Task item:
From the first line of the records through the line containing "use std::fs::File;", retype every line exactly and nothing else.

Stored items:
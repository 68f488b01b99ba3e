//! `cadbridge host`: a simulated CAD application serving the shared directory.
//!
//! With a console input file the host behaves like the real thing: it only
//! acts on the keystrokes appended to that file. Without one it serves every
//! pending request on each poll.

use crate::error::CadbridgeError;

use bridge_core::CoreError;
use bridge_core::commands::CommandTable;
use bridge_core::dispatcher::{Activation, Dispatcher};
use bridge_core::document::Document;
use bridge_core::host::{EmbeddedHost, SimulatedHost};
use bridge_core::storage::IpcDirectory;

use common::ErrorLocation;

use std::fs::File;
use std::io::{ErrorKind as IoErrorKind, Read, Seek, SeekFrom, Write};
use std::panic::Location;
use std::path::{Path, PathBuf};
use std::sync::Arc;

use log::{debug, info};

/// Tail of the console input file.
struct ConsoleInput {
    path: PathBuf,
    offset: u64,
}

impl ConsoleInput {
    /// Bytes appended since the last read.
    fn read_new(&mut self) -> std::io::Result<Vec<u8>> {
        let mut file = match File::open(&self.path) {
            Ok(file) => file,
            Err(e) if e.kind() == IoErrorKind::NotFound => return Ok(Vec::new()),
            Err(e) => return Err(e),
        };

        let length = file.metadata()?.len();
        if length < self.offset {
            debug!("Console input {} was truncated", self.path.display());
            self.offset = 0;
        }

        file.seek(SeekFrom::Start(self.offset))?;
        let mut bytes = Vec::new();
        file.read_to_end(&mut bytes)?;
        self.offset += bytes.len() as u64;
        Ok(bytes)
    }
}

pub struct HostLoop {
    host: EmbeddedHost<SimulatedHost>,
    input: Option<ConsoleInput>,
}

impl HostLoop {
    pub fn new(
        directory: IpcDirectory,
        table: Arc<CommandTable>,
        document: Document,
        input: Option<PathBuf>,
    ) -> Self {
        let dispatcher = Dispatcher::new(directory, table, SimulatedHost::with_document(document));

        Self {
            host: EmbeddedHost::new(dispatcher),
            input: input.map(|path| ConsoleInput {
                path,
                offset: 0,
            }),
        }
    }

    /// Skip console input written before the host started.
    pub fn skip_existing_input(&mut self) -> Result<(), CadbridgeError> {
        if let Some(input) = self.input.as_mut() {
            let skipped = input.read_new().map_err(|e| console_error(&input.path, e))?;
            if !skipped.is_empty() {
                info!("Ignoring {} byte(s) of earlier console input", skipped.len());
            }
        }
        Ok(())
    }

    pub fn document(&self) -> &Document {
        self.host.dispatcher().host().document()
    }

    pub fn directory(&self) -> &Path {
        self.host.dispatcher().directory().root()
    }

    /// One poll; returns how many requests were answered.
    pub fn tick(&mut self) -> Result<usize, CadbridgeError> {
        let Some(input) = self.input.as_mut() else {
            let answered = self
                .host
                .dispatcher_mut()
                .drain()
                .map_err(CoreError::from)?;
            return Ok(answered);
        };

        let bytes = input.read_new().map_err(|e| console_error(&input.path, e))?;
        if bytes.is_empty() {
            return Ok(0);
        }

        let before = self.host.activations().len();
        self.host
            .write_all(&bytes)
            .map_err(|e| CadbridgeError::Cadbridge {
                message: format!("Dispatcher activation failed: {e}"),
                location: ErrorLocation::from(Location::caller()),
            })?;

        let answered = self.host.activations()[before..]
            .iter()
            .filter(|activation| matches!(activation, Activation::Answered { .. }))
            .count();
        Ok(answered)
    }
}

#[track_caller]
fn console_error(path: &Path, error: std::io::Error) -> CadbridgeError {
    CadbridgeError::Cadbridge {
        message: format!("Failed to read console input {}: {error}", path.display()),
        location: ErrorLocation::from(Location::caller()),
    }
}
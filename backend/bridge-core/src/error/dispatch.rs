use crate::error::codec::CodecError;

use common::ErrorLocation;

use std::io::Error as IoError;
use std::panic::Location;

use models::ErrorKind;
use thiserror::Error as ThisError;

/// Failures that stop an activation before a response could be written.
#[derive(Debug, ThisError)]
pub enum DispatchError {
    #[error("Dispatch IO Error: {message} {location}")]
    Io {
        message: String,
        location: ErrorLocation,
    },

    #[error(transparent)]
    Codec(#[from] CodecError),
}

impl DispatchError {
    pub fn kind(&self) -> ErrorKind {
        match self {
            DispatchError::Io { .. } => ErrorKind::ChannelIo,
            DispatchError::Codec(_) => ErrorKind::MalformedPayload,
        }
    }
}

impl From<IoError> for DispatchError {
    #[track_caller]
    fn from(error: IoError) -> Self {
        DispatchError::Io {
            message: error.to_string(),
            location: ErrorLocation::from(Location::caller()),
        }
    }
}
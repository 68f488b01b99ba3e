//! Host-side request processing.
//!
//! Each activation walks `Discover → Parse → Lookup → Execute → WriteResult
//! → Cleanup` for at most one request, the oldest one published. Bad
//! requests, unknown commands and failing handlers all end in an error
//! response; only storage failures end the activation with an error.

use crate::codec::{Codec, JsonCodec};
use crate::commands::CommandTable;
use crate::error::dispatch::DispatchError;
use crate::host::LiveHost;
use crate::storage::IpcDirectory;

use std::sync::Arc;

use log::{debug, info, warn};
use models::{ErrorKind, Request, RequestId, Response};

/// Result of one activation.
#[derive(Debug, Clone, PartialEq, Eq)]
pub enum Activation {
    /// No request was pending.
    Idle,
    /// One request was consumed and answered.
    Answered {
        request_id: RequestId,
        command: Option<String>,
        ok: bool,
    },
}

pub struct Dispatcher<H: LiveHost> {
    directory: IpcDirectory,
    codec: Arc<dyn Codec>,
    table: Arc<CommandTable>,
    host: H,
}

impl<H: LiveHost> Dispatcher<H> {
    pub fn new(directory: IpcDirectory, table: Arc<CommandTable>, host: H) -> Self {
        Self {
            directory,
            codec: Arc::new(JsonCodec),
            table,
            host,
        }
    }

    pub fn with_codec(mut self, codec: Arc<dyn Codec>) -> Self {
        self.codec = codec;
        self
    }

    pub fn host(&self) -> &H {
        &self.host
    }

    pub fn host_mut(&mut self) -> &mut H {
        &mut self.host
    }

    pub fn directory(&self) -> &IpcDirectory {
        &self.directory
    }

    /// Process the oldest pending request, if any.
    pub fn activate(&mut self) -> Result<Activation, DispatchError> {
        let Some(request_id) = self.directory.pending_requests()?.into_iter().next() else {
            debug!("Dispatcher activated with nothing pending");
            return Ok(Activation::Idle);
        };

        let request_path = self.directory.request_path(&request_id);
        let Some(bytes) = self.directory.read_if_present(&request_path)? else {
            debug!("Request {request_id} withdrawn before it was read");
            return Ok(Activation::Idle);
        };

        let (command, response) = match self.parse(&request_id, &bytes) {
            Ok(request) => {
                let response = self.execute(&request);
                (Some(request.command), response)
            }
            Err(response) => (None, response),
        };

        let ok = response.is_ok();
        let encoded = self.codec.encode_response(&response)?;
        self.directory
            .write_atomic(&self.directory.response_path(&request_id), &encoded)?;
        self.directory.remove_quiet(&request_path)?;

        match (&command, ok) {
            (Some(command), true) => info!("Request {request_id} '{command}' succeeded"),
            (Some(command), false) => warn!(
                "Request {request_id} '{command}' failed: {}",
                response.error_message().unwrap_or_default()
            ),
            (None, _) => warn!("Request {request_id} rejected as malformed"),
        }

        Ok(Activation::Answered {
            request_id,
            command,
            ok,
        })
    }

    /// Run activations until nothing is pending; returns how many requests were answered.
    pub fn drain(&mut self) -> Result<usize, DispatchError> {
        let mut answered = 0;
        while let Activation::Answered { .. } = self.activate()? {
            answered += 1;
        }
        Ok(answered)
    }

    fn parse(&self, request_id: &RequestId, bytes: &[u8]) -> Result<Request, Response> {
        let request = self.codec.decode_request(bytes).map_err(|e| {
            Response::failure(request_id.clone(), ErrorKind::MalformedPayload, e.message())
        })?;

        if &request.request_id != request_id {
            return Err(Response::failure(
                request_id.clone(),
                ErrorKind::MalformedPayload,
                format!(
                    "request id {} does not match its artifact {request_id}",
                    request.request_id
                ),
            ));
        }

        Ok(request)
    }

    fn execute(&mut self, request: &Request) -> Response {
        match self
            .table
            .execute_on_host(&request.command, &mut self.host, &request.params)
        {
            Ok(payload) => Response::success(request.request_id.clone(), payload),
            Err(e) => Response::failure(request.request_id.clone(), e.kind(), e.message()),
        }
    }
}
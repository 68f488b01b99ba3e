//! The host side of the bridge.

pub mod console;
pub mod embedded;
pub mod simulated;

pub use console::{ConsoleAction, HostConsole};
pub use embedded::EmbeddedHost;
pub use simulated::SimulatedHost;

use crate::document::{Document, Point};

use serde::Serialize;
use serde_json::Value;

/// Visible region of the host's viewport.
#[derive(Debug, Clone, Copy, PartialEq, Serialize)]
pub struct View {
    pub min: Point,
    pub max: Point,
}

impl Default for View {
    fn default() -> Self {
        Self {
            min: [0.0, 0.0],
            max: [12.0, 9.0],
        }
    }
}

/// What the dispatcher needs from a running host application.
pub trait LiveHost: Send {
    fn document_mut(&mut self) -> &mut Document;

    /// Record `before` as an undo point once a modifying command succeeded.
    fn record_undo(&mut self, before: Document);

    /// Returns `false` when there is nothing to undo.
    fn undo(&mut self) -> bool;

    /// Returns `false` when there is nothing to redo.
    fn redo(&mut self) -> bool;

    fn zoom_extents(&mut self) -> View;

    fn zoom_window(&mut self, corner_a: Point, corner_b: Point) -> View;

    /// Evaluate script source in the host's scripting environment.
    fn evaluate_script(&mut self, source: &str) -> Result<Value, String>;
}
use crate::error::trigger::TriggerError;
use crate::trigger::{CANCEL_PULSES, KeystrokeSink, Signal, SignalSink, Trigger};
use crate::trigger::keystroke::{CARRIAGE_RETURN, ESCAPE};
use crate::DISPATCH_PHRASE;

use common::ErrorLocation;

use std::panic::Location;
use std::sync::{Arc, Mutex};
use std::time::Duration;

#[derive(Default)]
struct RecordingSink {
    signals: Mutex<Vec<Signal>>,
}

impl SignalSink for RecordingSink {
    fn send(&self, signal: Signal) -> Result<(), TriggerError> {
        self.signals.lock().unwrap().push(signal);
        Ok(())
    }
}

struct FailingSink;

impl SignalSink for FailingSink {
    fn send(&self, _signal: Signal) -> Result<(), TriggerError> {
        Err(TriggerError::Send {
            message: "console closed".to_string(),
            location: ErrorLocation::from(Location::caller()),
        })
    }
}

/// **VALUE**: Verifies the signal sequence of one firing.
///
/// **WHY THIS MATTERS**: The cancel pulses must come before the dispatch, or a
/// stale partial command on the console swallows the phrase.
///
/// **BUG THIS CATCHES**: Would catch reordering or dropping the pulses.
#[tokio::test]
async fn given_trigger_when_fired_then_cancels_precede_dispatch() {
    // GIVEN: A trigger over a recording sink, no settle delay
    let sink = Arc::new(RecordingSink::default());
    let trigger = Trigger::new(sink.clone()).with_settle_delay(Duration::ZERO);

    // WHEN: Firing
    trigger.fire().await.unwrap();

    // THEN: Pulses then dispatch
    let mut expected = vec![Signal::Cancel; CANCEL_PULSES];
    expected.push(Signal::Dispatch);
    assert_eq!(*sink.signals.lock().unwrap(), expected);
}

/// **VALUE**: Verifies the keystroke bytes written to the console.
///
/// **WHY THIS MATTERS**: The host console only understands raw keystrokes; the
/// byte sequence is the whole protocol on that side.
///
/// **BUG THIS CATCHES**: Would catch a missing carriage return, which leaves the
/// phrase typed but never submitted.
#[tokio::test]
async fn given_keystroke_sink_when_fired_then_escape_phrase_and_return_written() {
    // GIVEN: A keystroke sink over a byte buffer
    let sink = Arc::new(KeystrokeSink::new(Vec::<u8>::new()));
    let trigger = Trigger::new(sink.clone()).with_settle_delay(Duration::ZERO);

    // WHEN: Firing
    trigger.fire().await.unwrap();

    // THEN: ESC ESC phrase CR
    let mut expected = vec![ESCAPE; CANCEL_PULSES];
    expected.extend_from_slice(DISPATCH_PHRASE.as_bytes());
    expected.push(CARRIAGE_RETURN);
    assert_eq!(sink.with_writer(|bytes| bytes.clone()), Some(expected));
}

/// **VALUE**: Verifies that sink failures are reported, not swallowed.
///
/// **WHY THIS MATTERS**: The channel decides what to do with a failed firing (it
/// keeps polling); the trigger itself must not pretend it succeeded.
///
/// **BUG THIS CATCHES**: Would catch `fire` ignoring the sink result.
#[tokio::test]
async fn given_failing_sink_when_fired_then_send_error() {
    // GIVEN: A sink that always fails
    let trigger = Trigger::new(Arc::new(FailingSink)).with_settle_delay(Duration::ZERO);

    // WHEN: Firing
    let result = trigger.fire().await;

    // THEN: The error surfaces
    assert!(matches!(result, Err(TriggerError::Send { .. })));
}
use common::ErrorLocation;

use std::panic::Location;

use models::{ErrorKind, ModelError};
use thiserror::Error as ThisError;

/// Failures reported by the command table and its handlers.
#[derive(Debug, ThisError)]
pub enum CommandError {
    #[error("Unknown Command Error: {message} {location}")]
    UnknownCommand {
        message: String,
        location: ErrorLocation,
    },

    #[error("Unsupported Error: {message} {location}")]
    Unsupported {
        message: String,
        location: ErrorLocation,
    },

    #[error("Handler Error: {message} {location}")]
    Handler {
        message: String,
        location: ErrorLocation,
    },
}

impl CommandError {
    #[track_caller]
    pub fn handler(message: impl Into<String>) -> Self {
        CommandError::Handler {
            message: message.into(),
            location: ErrorLocation::from(Location::caller()),
        }
    }

    pub fn kind(&self) -> ErrorKind {
        match self {
            CommandError::UnknownCommand { .. } => ErrorKind::UnknownCommand,
            CommandError::Unsupported { .. } => ErrorKind::Unsupported,
            CommandError::Handler { .. } => ErrorKind::HandlerError,
        }
    }

    /// Message without the source location, as sent back over the channel.
    pub fn message(&self) -> &str {
        match self {
            CommandError::UnknownCommand { message, .. }
            | CommandError::Unsupported { message, .. }
            | CommandError::Handler { message, .. } => message,
        }
    }
}

impl From<ModelError> for CommandError {
    #[track_caller]
    fn from(error: ModelError) -> Self {
        CommandError::Handler {
            message: error.reason(),
            location: ErrorLocation::from(Location::caller()),
        }
    }
}
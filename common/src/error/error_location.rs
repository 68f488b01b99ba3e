use serde::Serialize;
use std::fmt::{Display, Formatter, Result as FormatResult};
use std::panic::Location as PanicLocation;

/// Source position where an error value was constructed.
///
/// Every error variant in the workspace carries one of these so log lines
/// point at the failing call site rather than at the error constructor.
#[derive(Debug, Clone, Copy, PartialEq, Eq, Serialize)]
pub struct ErrorLocation {
    pub file: &'static str,
    pub line: u32,
    pub column: u32,
}

impl ErrorLocation {
    pub const fn from(location: &'static PanicLocation<'static>) -> Self {
        Self {
            file: location.file(),
            line: location.line(),
            column: location.column(),
        }
    }
}

impl Display for ErrorLocation {
    fn fmt(&self, formatter: &mut Formatter<'_>) -> FormatResult {
        write!(formatter, "[{}:{}:{}]", self.file, self.line, self.column)
    }
}
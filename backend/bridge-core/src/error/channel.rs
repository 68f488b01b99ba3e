use crate::error::codec::CodecError;

use common::ErrorLocation;

use std::io::Error as IoError;
use std::panic::Location;

use models::ErrorKind;
use thiserror::Error as ThisError;

#[derive(Debug, ThisError)]
pub enum ChannelError {
    #[error("Channel IO Error: {message} {location}")]
    Io {
        message: String,
        location: ErrorLocation,
    },

    #[error("Timeout Error: {message} {location}")]
    Timeout {
        message: String,
        location: ErrorLocation,
    },

    #[error(transparent)]
    Codec(#[from] CodecError),
}

impl ChannelError {
    pub fn kind(&self) -> ErrorKind {
        match self {
            ChannelError::Io { .. } => ErrorKind::ChannelIo,
            ChannelError::Timeout { .. } => ErrorKind::Timeout,
            ChannelError::Codec(_) => ErrorKind::MalformedPayload,
        }
    }
}

impl From<IoError> for ChannelError {
    #[track_caller]
    fn from(error: IoError) -> Self {
        ChannelError::Io {
            message: error.to_string(),
            location: ErrorLocation::from(Location::caller()),
        }
    }
}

Solution to the exercise:
repository 68f488b01b99ba3e
//! `cadbridge host`: a simulated CAD application serving the shared directory.
//!
//! With a console input file the host behaves like the real thing: it only
//! acts on the keystrokes appended to that file. Without one it serves every
//! pending request on each poll.

use crate::error::CadbridgeError;

use bridge_core::CoreError;
use bridge_core::commands::CommandTable;
use bridge_core::dispatcher::{Activation, Dispatcher};
use bridge_core::document::Document;
use bridge_core::host::{EmbeddedHost, SimulatedHost};
use bridge_core::storage::IpcDirectory;

use common::ErrorLocation;

use std::fs::File;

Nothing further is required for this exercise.